在Apache Beam / Dataflow作业中是否可以有非并行步骤?

时间:2019-08-20 07:01:27

标签: python google-cloud-dataflow apache-beam

假设我在GCP中有一个python数据流作业,它可以完成以下2件事:

  • 从BigQuery获取一些数据

  • 调用外部API以获得特定值,并根据获取的值过滤BigQuery中的数据

我能够做到这一点,但是,第二步,我弄清楚如何实现它的唯一方法是将其作为扩展DoFn的类,并在以后以并行方式调用它:

class CallExternalServiceAndFilter(beam.DoFn):
    def to_runner_api_parameter(self, unused_context):
        pass

    def process(self, element, **kwargs):
        # here I have to make the http call and figure out whether to yield the element or not,
        # however this happens for each element of the set, as expected.
        if element['property'] < response_body_parsed['some_other_property']:
            logging.info("Yielding element")
            yield element
        else:
            logging.info("Not yielding element")
with beam.Pipeline(options=PipelineOptions(), argv=argv) as p:
    rows = p | 'Read data' >> beam.io.Read(beam.io.BigQuerySource(
        dataset='test',
        project=PROJECT,
        query='Select * from test.table'
    ))

    rows = rows | 'Calling external service and filtering items' >> beam.ParDo(CallExternalServiceAndFilter())

    # ...

有什么方法可以使API调用一次,然后在并行过滤步骤中使用结果?

1 个答案:

答案 0 :(得分:0)

使用__init__函数。

class CallExternalServiceAndFilter(beam.DoFn):
    def __init__():
        self.response_body_parsed = call_api()

    def to_runner_api_parameter(self, unused_context):
        pass

    def process(self, element, **kwargs):
        # here I have to make the http call and figure out whether to yield the element or not,
        # however this happens for each element of the set, as expected.
        if element['property'] < self.response_body_parsed['some_other_property']:
            logging.info("Yielding element")
            yield element
        else:
            logging.info("Not yielding element")

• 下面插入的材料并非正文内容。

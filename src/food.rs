use log::error;
use rand::Rng;

use crate::board::{Board, Cell};
use crate::config::FOOD_PLACEMENT_ATTEMPTS;
use crate::error::GameError;
use crate::geometry::{Pos, Size};

#[derive(Debug, Clone)]
pub struct FoodSpawner {
    position: Option<Pos>,
    max_attempts: u32,
}

impl Default for FoodSpawner {
    fn default() -> Self {
        Self::new(FOOD_PLACEMENT_ATTEMPTS)
    }
}

impl FoodSpawner {
    pub fn new(max_attempts: u32) -> Self {
        FoodSpawner {
            position: None,
            max_attempts,
        }
    }

    #[cfg(test)]
    pub fn position(&self) -> Option<Pos> {
        self.position
    }

    pub fn spawn(&mut self, board: &mut Board, rng: &mut impl Rng) -> Result<Pos, GameError> {
        let Size { width, height } = board.size();

        for _ in 0..self.max_attempts {
            let pos = Pos {
                x: rng.gen_range(1..width - 1),
                y: rng.gen_range(1..height - 1),
            };
            if board.cell_at(pos) == Cell::Empty {
                board.set_cell(pos, Cell::Food);
                self.position = Some(pos);
                return Ok(pos);
            }
        }

        error!("No empty cell found for an apple in {} attempts", self.max_attempts);
        Err(GameError::BoardFull {
            attempts: self.max_attempts,
        })
    }

    pub fn consume(&mut self, board: &mut Board) -> Option<Pos> {
        let pos = self.position.take()?;
        if board.cell_at(pos) == Cell::Food {
            board.set_cell(pos, Cell::Empty);
        }
        Some(pos)
    }

    #[cfg(test)]
    pub fn place(&mut self, board: &mut Board, pos: Pos) {
        self.consume(board);
        board.set_cell(pos, Cell::Food);
        self.position = Some(pos);
    }
}

#[cfg(test)]
mod tests {
    use super::*;
    use rand::rngs::StdRng;
    use rand::SeedableRng;

    const BOARD: Size = Size {
        width: 12,
        height: 8,
    };

    #[test]
    fn test_spawn_lands_on_empty_cell() {
        let mut rng = StdRng::seed_from_u64(3);
        let mut board = Board::new(BOARD);
        // Fill everything but two cells
        for (pos, _) in Board::new(BOARD).cells() {
            board.set_cell(pos, Cell::Obstacle);
        }
        board.set_cell(Pos::new(3, 3), Cell::Empty);
        board.set_cell(Pos::new(9, 5), Cell::Empty);

        let mut spawner = FoodSpawner::default();
        let pos = spawner.spawn(&mut board, &mut rng).unwrap();

        assert!(pos == Pos::new(3, 3) || pos == Pos::new(9, 5));
        assert_eq!(board.cell_at(pos), Cell::Food);
        assert_eq!(spawner.position(), Some(pos));
        assert_eq!(board.count(Cell::Food), 1);
    }

    #[test]
    fn test_full_board_fails() {
        let mut rng = StdRng::seed_from_u64(3);
        let mut board = Board::new(BOARD);
        for (pos, _) in Board::new(BOARD).cells() {
            board.set_cell(pos, Cell::Body);
        }

        let mut spawner = FoodSpawner::new(500);
        assert_eq!(
            spawner.spawn(&mut board, &mut rng),
            Err(GameError::BoardFull { attempts: 500 })
        );
        assert_eq!(spawner.position(), None);
    }

    #[test]
    fn test_consume_clears_cell() {
        let mut rng = StdRng::seed_from_u64(11);
        let mut board = Board::new(BOARD);
        let mut spawner = FoodSpawner::default();
        let pos = spawner.spawn(&mut board, &mut rng).unwrap();

        assert_eq!(spawner.consume(&mut board), Some(pos));
        assert_eq!(board.cell_at(pos), Cell::Empty);
        assert_eq!(spawner.consume(&mut board), None);
    }

    #[test]
    fn test_repeated_spawns_never_overwrite() {
        let mut rng = StdRng::seed_from_u64(5);
        let mut board = Board::new(BOARD);
        board.set_cell(Pos::new(2, 2), Cell::Head);
        let mut spawner = FoodSpawner::default();

        for _ in 0..30 {
            spawner.consume(&mut board);
            let pos = spawner.spawn(&mut board, &mut rng).unwrap();
            assert_eq!(board.count(Cell::Food), 1);
            assert_ne!(pos, Pos::new(2, 2));
        }
        assert_eq!(board.cell_at(Pos::new(2, 2)), Cell::Head);
    }
}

或更妙的是,只需事先(在构建管道的本地计算机上)调用API,然后在__init__中分配值。

reponse_body_parsed = call_api()

class CallExternalServiceAndFilter(beam.DoFn):
    def __init__():
        self.response_body_parsed = reponse_body_parsed

    def to_runner_api_parameter(self, unused_context):
        pass

    def process(self, element, **kwargs):
        # here I have to make the http call and figure out whether to yield the element or not,
        # however this happens for each element of the set, as expected.
        if element['property'] < self.response_body_parsed['some_other_property']:
            logging.info("Yielding element")
            yield element
        else:
            logging.info("Not yielding element")

您说过使用setup仍然会打多个电话。 __init__是否仍然存在(如果您在DoFn中进行API调用,而不是事先进行)?我仍然不清楚__init__setup之间的区别。